The exhibition was part of the "People Places" exhibition which featured new student designs on the neighborhood. The exhibition was sponsored by the Neighborhood Initiative, Student Affairs, & the departments of landscape & ecosystem management and architecture & design and was inaugurated on October 20 at 6pm. It will run until October 25 from 8am to 8pm.
The designs offered a lot of innovative ideas on how to increase green spaces in the neighborhood, improve the interaction between AUB and its surroundings, and preserve the architectural heritage of the neighborhood. Moreover, some projects proposed adding wooden benches along the streets of the neighborhood as well as setting up winter and summer gardens for people to relax and interact with nature.
The exhibition also included an overview of the evolution of the Ras Beirut area from an agricultural land to a commercial and residential center.

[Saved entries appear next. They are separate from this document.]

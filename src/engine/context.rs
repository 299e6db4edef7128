//! # Processing Context Module
//!
//! One `ProcessingContext` exists per batch. It owns the batch's [`ProgressStats`],
//! tracks the state of every item it has seen, and forwards notifications to the
//! batch [`Observer`].
//!
//! Per-item state machine:
//!
//! ```text
//! Pending -> Processing -> (Retrying -> Processing)* -> Completed | Failed | Skipped
//! ```
//!
//! `Pending` is implicit: an item the context has never heard of. `complete_item` and
//! `fail_item` only accept started items. `skip_item` also accepts a pending item, which
//! is how a batch accounts for items it never got to after cancellation. Terminal states
//! are entered exactly once; a rejected terminal call leaves the counters untouched.

use crate::engine::cancel::CancellationToken;
use crate::engine::error::{Result, RetryLedgerError};
use crate::engine::observer::{ItemStatus, Observer};
use crate::engine::progress::{ItemRecord, ProgressSnapshot, ProgressStats};
use crate::engine::report::BatchReport;
use chrono::{DateTime, Utc};
use log::{debug, error};
use serde::{Deserialize, Serialize};
use std::collections::{HashMap, HashSet};
use std::fmt;
use std::sync::{Arc, Mutex, MutexGuard};
use uuid::Uuid;

/// Lifecycle state of one item inside a batch
#[derive(Debug, Clone, Copy, PartialEq, Eq, Serialize, Deserialize)]
#[serde(rename_all = "lowercase")]
pub enum ItemState {
    Processing,
    Retrying,
    Completed,
    Failed,
    Skipped,
}

impl ItemState {
    pub fn is_terminal(self) -> bool {
        matches!(
            self,
            ItemState::Completed | ItemState::Failed | ItemState::Skipped
        )
    }

    pub fn is_in_flight(self) -> bool {
        !self.is_terminal()
    }
}

impl fmt::Display for ItemState {
    fn fmt(&self, f: &mut fmt::Formatter<'_>) -> fmt::Result {
        let name = match self {
            ItemState::Processing => "processing",
            ItemState::Retrying => "retrying",
            ItemState::Completed => "completed",
            ItemState::Failed => "failed",
            ItemState::Skipped => "skipped",
        };
        f.write_str(name)
    }
}

#[derive(Debug, Default)]
struct ItemTable {
    states: HashMap<String, ItemState>,
    current: Option<String>,
    /// In-flight items whose `Failed` status already reached the observer
    failure_announced: HashSet<String>,
}

impl ItemTable {
    fn terminated(&self) -> u64 {
        self.states.values().filter(|state| state.is_terminal()).count() as u64
    }
}

/// Per-batch session object
pub struct ProcessingContext {
    batch_id: Uuid,
    started_at: DateTime<Utc>,
    stats: ProgressStats,
    observer: Arc<dyn Observer>,
    items: Mutex<ItemTable>,
    cancellation: CancellationToken,
    finished: bool,
}

impl fmt::Debug for ProcessingContext {
    fn fmt(&self, f: &mut fmt::Formatter<'_>) -> fmt::Result {
        f.debug_struct("ProcessingContext")
            .field("batch_id", &self.batch_id)
            .field("stats", &self.stats.snapshot())
            .field("cancelled", &self.cancellation.is_cancelled())
            .finish()
    }
}

impl ProcessingContext {
    /// Start a new batch of `total` items
    pub fn new(total: u64, observer: Arc<dyn Observer>) -> Self {
        Self::with_cancellation(total, observer, CancellationToken::new())
    }

    /// Start a new batch that stops issuing attempts once `cancellation` fires
    pub fn with_cancellation(
        total: u64,
        observer: Arc<dyn Observer>,
        cancellation: CancellationToken,
    ) -> Self {
        let batch_id = Uuid::now_v7();
        debug!("Starting batch {} with {} item(s)", batch_id, total);
        Self {
            batch_id,
            started_at: Utc::now(),
            stats: ProgressStats::new(total),
            observer,
            items: Mutex::new(ItemTable::default()),
            cancellation,
            finished: false,
        }
    }

    pub fn batch_id(&self) -> Uuid {
        self.batch_id
    }

    pub fn total(&self) -> u64 {
        self.stats.total()
    }

    fn items(&self) -> MutexGuard<'_, ItemTable> {
        self.items
            .lock()
            .unwrap_or_else(|poisoned| poisoned.into_inner())
    }

    /// Mark an item as in flight and make it the current item
    pub fn start_item(&self, item_id: &str) -> Result<()> {
        {
            let mut items = self.items();
            if let Some(state) = items.states.get(item_id) {
                return Err(RetryLedgerError::AlreadyStarted {
                    item_id: item_id.to_string(),
                    state: state.to_string(),
                });
            }
            items
                .states
                .insert(item_id.to_string(), ItemState::Processing);
            items.current = Some(item_id.to_string());
        }
        debug!("Batch {}: started {}", self.batch_id, item_id);
        self.observer.set_status(item_id, ItemStatus::Processing);
        Ok(())
    }

    /// Report a transient status change. Never moves an item into a terminal state.
    pub fn set_status(&self, item_id: &str, status: ItemStatus) {
        {
            let mut guard = self.items();
            let items = &mut *guard;
            if let Some(state) = items.states.get_mut(item_id) {
                if state.is_in_flight() {
                    match status {
                        ItemStatus::Retrying => *state = ItemState::Retrying,
                        ItemStatus::Processing | ItemStatus::Recovered => {
                            *state = ItemState::Processing
                        }
                        ItemStatus::Failed => {
                            items.failure_announced.insert(item_id.to_string());
                        }
                        _ => {}
                    }
                }
            }
        }
        self.observer.set_status(item_id, status);
    }

    pub fn info(&self, message: &str) {
        self.observer.info(message);
    }

    pub fn error(&self, message: &str) {
        self.observer.error(message);
    }

    /// Record a warning without touching item state
    pub fn warn(&self, message: &str, item_id: Option<&str>) {
        self.stats.record_warning();
        match item_id {
            Some(id) => self.observer.warn(&format!("{id}: {message}")),
            None => self.observer.warn(message),
        }
    }

    /// Transition an item to `terminal`, applying `record` to the stats under the item lock
    ///
    /// Returns whether a `Failed` status was already sent to the observer for this item.
    fn terminate(
        &self,
        item_id: &str,
        terminal: ItemState,
        record: impl FnOnce(&ProgressStats) -> Result<()>,
    ) -> Result<bool> {
        let mut items = self.items();
        match items.states.get(item_id) {
            Some(state) if state.is_terminal() => {
                error!(
                    "Batch {}: {} already {}, rejecting {}",
                    self.batch_id, item_id, state, terminal
                );
                return Err(RetryLedgerError::AlreadyTerminated {
                    item_id: item_id.to_string(),
                    state: state.to_string(),
                });
            }
            None if terminal != ItemState::Skipped => {
                error!(
                    "Batch {}: {} was never started, rejecting {}",
                    self.batch_id, item_id, terminal
                );
                return Err(RetryLedgerError::NotStarted {
                    item_id: item_id.to_string(),
                });
            }
            _ => {}
        }
        record(&self.stats)?;
        items.states.insert(item_id.to_string(), terminal);
        if items.current.as_deref() == Some(item_id) {
            items.current = None;
        }
        Ok(items.failure_announced.remove(item_id))
    }

    pub fn complete_item(&self, item_id: &str, target_id: Option<&str>) -> Result<()> {
        self.terminate(item_id, ItemState::Completed, |stats| {
            stats.record_success(item_id, target_id)
        })?;
        debug!("Batch {}: completed {}", self.batch_id, item_id);
        self.observer.set_status(item_id, ItemStatus::Completed);
        if let Some(target) = target_id.filter(|t| !t.is_empty()) {
            self.observer.info(&format!("{item_id} -> {target}"));
        }
        Ok(())
    }

    /// Record a started item as failed and send `reason` to the observer at error level
    pub fn fail_item(&self, item_id: &str, reason: &str) -> Result<()> {
        let announced = self.terminate(item_id, ItemState::Failed, |stats| {
            stats.record_failure(item_id, reason)
        })?;
        debug!("Batch {}: failed {}: {}", self.batch_id, item_id, reason);
        if !announced {
            self.observer.set_status(item_id, ItemStatus::Failed);
        }
        self.observer.error(&format!("{item_id}: {reason}"));
        Ok(())
    }

    /// Record an item as skipped, whether or not it was started
    pub fn skip_item(&self, item_id: &str) -> Result<()> {
        self.terminate(item_id, ItemState::Skipped, |stats| {
            stats.record_skip(item_id)
        })?;
        debug!("Batch {}: skipped {}", self.batch_id, item_id);
        self.observer.set_status(item_id, ItemStatus::Skipped);
        Ok(())
    }

    pub fn item_state(&self, item_id: &str) -> Option<ItemState> {
        self.items().states.get(item_id).copied()
    }

    pub fn current_item(&self) -> Option<String> {
        self.items().current.clone()
    }

    /// Number of items that reached a terminal state
    pub fn terminated(&self) -> u64 {
        self.items().terminated()
    }

    /// Items started but not yet terminated, sorted by id
    pub fn in_flight(&self) -> Vec<String> {
        let mut ids: Vec<String> = self
            .items()
            .states
            .iter()
            .filter(|(_, state)| state.is_in_flight())
            .map(|(id, _)| id.clone())
            .collect();
        ids.sort();
        ids
    }

    pub fn snapshot(&self) -> ProgressSnapshot {
        self.stats.snapshot()
    }

    pub fn ledger(&self) -> Vec<ItemRecord> {
        self.stats.ledger()
    }

    pub fn skipped_records(&self) -> Vec<ItemRecord> {
        self.stats.skipped_records()
    }

    pub fn cancellation_token(&self) -> CancellationToken {
        self.cancellation.clone()
    }

    pub fn cancel(&self) {
        debug!("Batch {}: cancellation requested", self.batch_id);
        self.cancellation.cancel();
    }

    pub fn is_cancelled(&self) -> bool {
        self.cancellation.is_cancelled()
    }

    /// Report of the batch so far, without ending it
    pub fn report(&self) -> BatchReport {
        BatchReport::new(
            self.batch_id,
            self.started_at,
            self.stats.snapshot(),
            self.stats.ledger(),
        )
    }

    /// End the batch
    ///
    /// Fails with [`RetryLedgerError::UnterminatedItems`] if any started item never
    /// reached a terminal state, with [`RetryLedgerError::AccountingMismatch`] if the
    /// counters disagree with the terminated items, and with
    /// [`RetryLedgerError::IncompleteBatch`] if a known total was not reached.
    pub fn finish(mut self) -> Result<BatchReport> {
        self.finished = true;
        let unterminated = self.in_flight();
        if !unterminated.is_empty() {
            error!(
                "Batch {} ended with {} unterminated item(s)",
                self.batch_id,
                unterminated.len()
            );
            return Err(RetryLedgerError::UnterminatedItems(unterminated));
        }

        let snapshot = self.stats.snapshot();
        let counted = snapshot.succeeded + snapshot.failed + snapshot.skipped;
        let tracked = self.terminated();
        if counted != tracked {
            error!(
                "Batch {}: {} item(s) counted but {} terminated",
                self.batch_id, counted, tracked
            );
            return Err(RetryLedgerError::AccountingMismatch { counted, tracked });
        }
        if snapshot.total > 0 && tracked != snapshot.total {
            error!(
                "Batch {} ended with {} of {} item(s) terminated",
                self.batch_id, tracked, snapshot.total
            );
            return Err(RetryLedgerError::IncompleteBatch {
                total: snapshot.total,
                terminated: tracked,
            });
        }

        let report = self.report();
        debug!("Batch {} finished: {}", self.batch_id, report.summary_line());
        Ok(report)
    }
}

impl Drop for ProcessingContext {
    fn drop(&mut self) {
        if self.finished {
            return;
        }
        let unterminated = self.in_flight();
        if !unterminated.is_empty() {
            error!(
                "Batch {} dropped with {} unterminated item(s): {}",
                self.batch_id,
                unterminated.len(),
                unterminated.join(", ")
            );
        }
    }
}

The Neighborhood Initiative is a project launched by AUB in 2007 to encourage the University to better engage with its surroundings. Led by anthropologist and urban architect, Dr. Cynthia Myntti, the team working on the initiative has been working on understanding the impact of the University on its neighborhood and on Beirut as a whole, as well as finding ways, through University resources, in which AUB could act constructively "to make Ras Beirut a better neighborhood for all its inhabitants."
As noted by former AUB President John Waterbury, the current phase of the Neighborhood Initiative is to figure out what AUB can and should do to bring about positive changes in its neighborhood.
"The Neighborhood Initiative hopes to encourage research by AUB faculty and students on problems facing the area of Beirut surrounding the university, and then, using participatory approaches, to devise solutions to them," said Myntti.